_PROBLEM_
From the entries below, retype only the lines from the one with "usage: add <library-id>" through the one with "match (library_id.parse(), book_id.parse(), rating.parse())", exactly as written.

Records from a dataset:
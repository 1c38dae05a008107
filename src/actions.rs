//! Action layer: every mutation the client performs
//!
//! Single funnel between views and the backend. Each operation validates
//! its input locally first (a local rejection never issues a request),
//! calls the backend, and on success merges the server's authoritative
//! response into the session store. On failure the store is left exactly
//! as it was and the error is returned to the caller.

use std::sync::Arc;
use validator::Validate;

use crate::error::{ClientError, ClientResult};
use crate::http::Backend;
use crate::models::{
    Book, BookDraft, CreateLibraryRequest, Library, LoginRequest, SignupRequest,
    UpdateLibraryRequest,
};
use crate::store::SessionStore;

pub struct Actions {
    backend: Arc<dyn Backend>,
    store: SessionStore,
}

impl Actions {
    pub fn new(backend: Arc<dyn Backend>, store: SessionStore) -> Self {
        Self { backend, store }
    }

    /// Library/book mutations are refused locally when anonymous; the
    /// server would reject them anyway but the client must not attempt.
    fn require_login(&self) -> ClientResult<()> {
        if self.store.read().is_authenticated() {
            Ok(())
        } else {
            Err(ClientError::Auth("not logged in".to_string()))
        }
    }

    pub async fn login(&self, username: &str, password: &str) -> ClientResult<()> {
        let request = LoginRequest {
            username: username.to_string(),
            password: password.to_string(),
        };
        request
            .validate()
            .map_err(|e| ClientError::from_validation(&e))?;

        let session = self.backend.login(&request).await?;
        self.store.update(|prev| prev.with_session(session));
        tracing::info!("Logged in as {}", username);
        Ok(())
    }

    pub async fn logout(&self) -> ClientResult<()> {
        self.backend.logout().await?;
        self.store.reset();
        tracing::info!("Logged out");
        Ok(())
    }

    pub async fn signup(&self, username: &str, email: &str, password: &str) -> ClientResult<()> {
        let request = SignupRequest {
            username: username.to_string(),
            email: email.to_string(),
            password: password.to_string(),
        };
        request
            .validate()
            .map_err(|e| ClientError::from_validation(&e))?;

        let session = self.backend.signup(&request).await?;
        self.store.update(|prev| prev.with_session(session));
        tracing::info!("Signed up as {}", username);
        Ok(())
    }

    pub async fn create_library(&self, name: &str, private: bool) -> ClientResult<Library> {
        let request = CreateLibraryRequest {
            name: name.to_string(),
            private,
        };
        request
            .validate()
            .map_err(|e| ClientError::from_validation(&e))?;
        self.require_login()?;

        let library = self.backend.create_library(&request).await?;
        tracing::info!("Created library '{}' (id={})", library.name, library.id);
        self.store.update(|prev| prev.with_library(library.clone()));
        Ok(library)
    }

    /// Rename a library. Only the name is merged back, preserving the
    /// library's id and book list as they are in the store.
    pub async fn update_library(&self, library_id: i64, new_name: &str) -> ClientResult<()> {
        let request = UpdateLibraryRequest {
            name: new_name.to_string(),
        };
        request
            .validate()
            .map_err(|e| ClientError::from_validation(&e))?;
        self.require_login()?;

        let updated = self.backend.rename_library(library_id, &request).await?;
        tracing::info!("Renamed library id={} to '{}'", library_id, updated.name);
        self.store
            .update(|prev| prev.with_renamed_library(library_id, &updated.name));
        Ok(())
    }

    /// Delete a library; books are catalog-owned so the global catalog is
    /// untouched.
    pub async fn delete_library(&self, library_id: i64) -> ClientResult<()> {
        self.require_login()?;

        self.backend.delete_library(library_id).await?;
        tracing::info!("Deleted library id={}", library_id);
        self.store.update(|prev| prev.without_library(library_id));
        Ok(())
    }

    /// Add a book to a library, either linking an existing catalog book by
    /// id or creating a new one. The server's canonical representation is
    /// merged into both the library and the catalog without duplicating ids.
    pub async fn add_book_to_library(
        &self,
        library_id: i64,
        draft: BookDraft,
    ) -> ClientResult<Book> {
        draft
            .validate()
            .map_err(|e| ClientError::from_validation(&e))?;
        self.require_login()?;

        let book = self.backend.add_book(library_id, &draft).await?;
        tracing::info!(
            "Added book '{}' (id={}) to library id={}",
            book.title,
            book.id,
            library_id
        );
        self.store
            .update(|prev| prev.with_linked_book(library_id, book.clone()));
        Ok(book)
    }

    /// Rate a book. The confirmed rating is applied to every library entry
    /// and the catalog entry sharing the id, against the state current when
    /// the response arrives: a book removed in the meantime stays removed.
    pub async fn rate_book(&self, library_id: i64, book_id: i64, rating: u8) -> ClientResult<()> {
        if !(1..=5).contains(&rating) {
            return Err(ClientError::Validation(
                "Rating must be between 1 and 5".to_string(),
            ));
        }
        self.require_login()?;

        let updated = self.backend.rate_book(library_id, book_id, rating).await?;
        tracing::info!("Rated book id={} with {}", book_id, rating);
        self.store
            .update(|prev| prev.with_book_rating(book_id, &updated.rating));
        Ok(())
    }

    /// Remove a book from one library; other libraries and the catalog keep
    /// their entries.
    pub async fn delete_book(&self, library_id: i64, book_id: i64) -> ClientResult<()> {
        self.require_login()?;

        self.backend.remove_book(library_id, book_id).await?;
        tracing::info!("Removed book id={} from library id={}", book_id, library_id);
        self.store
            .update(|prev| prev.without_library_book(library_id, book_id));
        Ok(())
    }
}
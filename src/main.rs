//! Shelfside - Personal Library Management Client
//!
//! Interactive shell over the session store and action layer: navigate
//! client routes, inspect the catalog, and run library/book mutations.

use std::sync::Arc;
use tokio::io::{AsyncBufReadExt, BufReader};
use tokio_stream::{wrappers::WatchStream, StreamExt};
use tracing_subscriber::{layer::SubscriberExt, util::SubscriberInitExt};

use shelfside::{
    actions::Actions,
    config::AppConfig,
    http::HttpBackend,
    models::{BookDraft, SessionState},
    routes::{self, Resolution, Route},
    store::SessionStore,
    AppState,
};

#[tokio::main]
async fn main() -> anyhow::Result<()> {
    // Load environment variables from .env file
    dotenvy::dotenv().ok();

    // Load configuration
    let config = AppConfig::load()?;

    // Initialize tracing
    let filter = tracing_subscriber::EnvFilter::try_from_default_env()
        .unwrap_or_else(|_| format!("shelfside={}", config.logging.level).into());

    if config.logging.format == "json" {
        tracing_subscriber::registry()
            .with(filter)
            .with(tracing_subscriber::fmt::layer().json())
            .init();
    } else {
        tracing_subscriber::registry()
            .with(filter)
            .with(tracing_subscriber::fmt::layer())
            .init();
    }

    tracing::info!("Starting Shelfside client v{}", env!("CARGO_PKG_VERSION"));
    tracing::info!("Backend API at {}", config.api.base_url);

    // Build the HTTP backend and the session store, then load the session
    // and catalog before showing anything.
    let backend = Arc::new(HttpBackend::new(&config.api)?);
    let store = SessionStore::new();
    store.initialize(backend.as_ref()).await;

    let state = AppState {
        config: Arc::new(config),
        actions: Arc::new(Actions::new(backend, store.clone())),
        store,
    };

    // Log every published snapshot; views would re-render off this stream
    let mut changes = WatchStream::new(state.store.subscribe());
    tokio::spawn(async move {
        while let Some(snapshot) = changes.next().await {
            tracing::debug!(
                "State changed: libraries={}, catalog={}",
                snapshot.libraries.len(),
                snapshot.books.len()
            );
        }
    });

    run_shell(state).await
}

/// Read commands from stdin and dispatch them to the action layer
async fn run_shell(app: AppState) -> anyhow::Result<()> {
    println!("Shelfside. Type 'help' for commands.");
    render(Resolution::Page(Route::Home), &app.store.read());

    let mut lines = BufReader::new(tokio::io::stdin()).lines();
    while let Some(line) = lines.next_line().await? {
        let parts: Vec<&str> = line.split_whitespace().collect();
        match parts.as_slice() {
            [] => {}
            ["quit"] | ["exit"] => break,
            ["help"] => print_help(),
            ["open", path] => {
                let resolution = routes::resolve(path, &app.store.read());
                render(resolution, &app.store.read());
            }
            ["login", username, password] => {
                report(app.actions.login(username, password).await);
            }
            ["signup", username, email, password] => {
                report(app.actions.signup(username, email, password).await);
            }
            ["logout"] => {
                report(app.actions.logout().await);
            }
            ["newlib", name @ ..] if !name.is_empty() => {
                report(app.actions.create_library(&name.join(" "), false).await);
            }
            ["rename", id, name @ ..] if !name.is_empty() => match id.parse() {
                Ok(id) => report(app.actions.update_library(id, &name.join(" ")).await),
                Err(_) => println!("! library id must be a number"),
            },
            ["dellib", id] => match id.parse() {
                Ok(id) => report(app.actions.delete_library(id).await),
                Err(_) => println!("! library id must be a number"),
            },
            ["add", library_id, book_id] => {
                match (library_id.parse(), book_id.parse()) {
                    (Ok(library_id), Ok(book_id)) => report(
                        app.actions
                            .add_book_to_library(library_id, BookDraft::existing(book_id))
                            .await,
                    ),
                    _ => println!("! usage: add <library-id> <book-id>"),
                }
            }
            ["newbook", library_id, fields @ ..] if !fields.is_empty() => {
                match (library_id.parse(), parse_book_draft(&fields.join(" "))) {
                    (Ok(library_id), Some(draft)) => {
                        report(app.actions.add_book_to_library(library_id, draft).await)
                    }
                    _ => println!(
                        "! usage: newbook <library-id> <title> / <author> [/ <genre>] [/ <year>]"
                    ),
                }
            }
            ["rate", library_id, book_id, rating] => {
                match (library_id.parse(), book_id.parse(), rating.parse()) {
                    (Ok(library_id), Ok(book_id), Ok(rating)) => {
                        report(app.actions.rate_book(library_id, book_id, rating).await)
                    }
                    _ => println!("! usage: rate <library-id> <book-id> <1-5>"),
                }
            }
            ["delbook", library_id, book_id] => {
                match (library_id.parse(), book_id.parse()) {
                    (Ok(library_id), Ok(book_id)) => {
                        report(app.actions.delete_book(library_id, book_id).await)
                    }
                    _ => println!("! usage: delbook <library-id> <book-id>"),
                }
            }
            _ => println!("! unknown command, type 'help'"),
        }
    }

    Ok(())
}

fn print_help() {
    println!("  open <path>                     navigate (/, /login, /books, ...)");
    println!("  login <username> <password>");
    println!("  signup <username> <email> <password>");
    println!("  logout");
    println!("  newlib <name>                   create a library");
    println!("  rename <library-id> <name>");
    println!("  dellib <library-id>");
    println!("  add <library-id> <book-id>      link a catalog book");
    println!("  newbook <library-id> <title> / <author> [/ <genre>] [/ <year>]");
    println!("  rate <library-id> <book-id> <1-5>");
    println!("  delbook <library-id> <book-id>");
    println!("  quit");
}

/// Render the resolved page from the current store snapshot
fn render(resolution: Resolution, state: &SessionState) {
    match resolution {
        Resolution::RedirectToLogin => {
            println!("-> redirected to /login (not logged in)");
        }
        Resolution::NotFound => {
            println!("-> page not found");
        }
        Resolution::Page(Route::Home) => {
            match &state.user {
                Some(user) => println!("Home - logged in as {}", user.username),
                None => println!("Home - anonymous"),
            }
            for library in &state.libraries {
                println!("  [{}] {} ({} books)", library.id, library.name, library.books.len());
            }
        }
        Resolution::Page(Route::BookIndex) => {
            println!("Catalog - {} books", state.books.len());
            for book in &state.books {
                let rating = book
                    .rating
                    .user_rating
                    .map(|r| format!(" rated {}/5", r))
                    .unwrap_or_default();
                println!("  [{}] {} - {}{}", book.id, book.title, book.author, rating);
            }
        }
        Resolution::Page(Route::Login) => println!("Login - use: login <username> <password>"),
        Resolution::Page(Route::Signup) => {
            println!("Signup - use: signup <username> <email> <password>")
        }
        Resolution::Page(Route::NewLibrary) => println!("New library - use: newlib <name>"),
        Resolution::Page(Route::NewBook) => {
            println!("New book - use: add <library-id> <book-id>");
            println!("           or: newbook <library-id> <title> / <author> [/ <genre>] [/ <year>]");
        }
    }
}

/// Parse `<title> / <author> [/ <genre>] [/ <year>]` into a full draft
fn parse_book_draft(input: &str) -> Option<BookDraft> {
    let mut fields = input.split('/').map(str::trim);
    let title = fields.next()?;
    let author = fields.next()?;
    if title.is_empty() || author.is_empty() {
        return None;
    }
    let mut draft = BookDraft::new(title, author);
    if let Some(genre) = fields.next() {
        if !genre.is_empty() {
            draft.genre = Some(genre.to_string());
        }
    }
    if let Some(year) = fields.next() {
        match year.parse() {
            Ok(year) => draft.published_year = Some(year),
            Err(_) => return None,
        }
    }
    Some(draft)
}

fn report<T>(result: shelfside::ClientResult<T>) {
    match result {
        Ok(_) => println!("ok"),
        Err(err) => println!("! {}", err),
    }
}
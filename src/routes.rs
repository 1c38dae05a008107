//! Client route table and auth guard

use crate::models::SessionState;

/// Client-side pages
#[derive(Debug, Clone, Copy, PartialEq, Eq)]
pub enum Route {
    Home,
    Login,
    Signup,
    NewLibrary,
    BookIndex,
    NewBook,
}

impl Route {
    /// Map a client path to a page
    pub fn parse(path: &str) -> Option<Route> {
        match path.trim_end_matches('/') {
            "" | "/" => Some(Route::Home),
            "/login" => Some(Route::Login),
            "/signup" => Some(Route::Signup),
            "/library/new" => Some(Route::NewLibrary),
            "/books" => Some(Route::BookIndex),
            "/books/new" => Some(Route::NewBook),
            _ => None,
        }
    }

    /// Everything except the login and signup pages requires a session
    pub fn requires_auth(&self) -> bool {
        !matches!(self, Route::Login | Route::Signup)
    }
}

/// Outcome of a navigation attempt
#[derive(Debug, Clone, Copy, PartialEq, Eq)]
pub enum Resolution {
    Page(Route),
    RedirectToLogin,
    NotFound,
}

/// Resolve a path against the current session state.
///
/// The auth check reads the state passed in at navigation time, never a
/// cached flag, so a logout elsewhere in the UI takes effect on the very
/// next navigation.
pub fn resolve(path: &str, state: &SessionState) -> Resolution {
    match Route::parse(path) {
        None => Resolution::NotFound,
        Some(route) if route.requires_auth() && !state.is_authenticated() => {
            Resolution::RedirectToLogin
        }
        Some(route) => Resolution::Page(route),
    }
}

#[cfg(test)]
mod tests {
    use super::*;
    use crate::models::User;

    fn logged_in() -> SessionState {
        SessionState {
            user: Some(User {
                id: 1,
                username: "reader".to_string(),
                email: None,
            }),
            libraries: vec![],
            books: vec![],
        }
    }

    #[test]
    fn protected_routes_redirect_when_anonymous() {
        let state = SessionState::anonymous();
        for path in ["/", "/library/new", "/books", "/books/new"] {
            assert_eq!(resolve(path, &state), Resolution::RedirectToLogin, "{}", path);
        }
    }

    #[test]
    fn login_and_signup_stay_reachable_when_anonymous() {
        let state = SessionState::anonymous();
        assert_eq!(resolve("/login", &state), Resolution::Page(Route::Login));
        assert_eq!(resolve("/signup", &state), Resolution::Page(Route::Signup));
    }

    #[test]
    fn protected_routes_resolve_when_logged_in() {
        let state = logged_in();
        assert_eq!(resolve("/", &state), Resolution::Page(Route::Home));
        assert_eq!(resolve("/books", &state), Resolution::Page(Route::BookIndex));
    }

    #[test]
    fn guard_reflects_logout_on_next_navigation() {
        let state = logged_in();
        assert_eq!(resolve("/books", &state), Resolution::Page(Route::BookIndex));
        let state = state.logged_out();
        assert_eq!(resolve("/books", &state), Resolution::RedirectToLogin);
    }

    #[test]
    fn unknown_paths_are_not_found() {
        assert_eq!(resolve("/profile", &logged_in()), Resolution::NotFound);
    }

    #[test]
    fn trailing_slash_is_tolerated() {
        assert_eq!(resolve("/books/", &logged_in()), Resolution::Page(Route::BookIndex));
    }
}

_SOLUTION FOR THIS EXERCISE_
                    _ => println!("! usage: add <library-id> <book-id>"),
                }
            }
            ["newbook", library_id, fields @ ..] if !fields.is_empty() => {
                match (library_id.parse(), parse_book_draft(&fields.join(" "))) {
                    (Ok(library_id), Some(draft)) => {
                        report(app.actions.add_book_to_library(library_id, draft).await)
                    }
                    _ => println!(
                        "! usage: newbook <library-id> <title> / <author> [/ <genre>] [/ <year>]"
                    ),
                }
            }
            ["rate", library_id, book_id, rating] => {
                match (library_id.parse(), book_id.parse(), rating.parse()) {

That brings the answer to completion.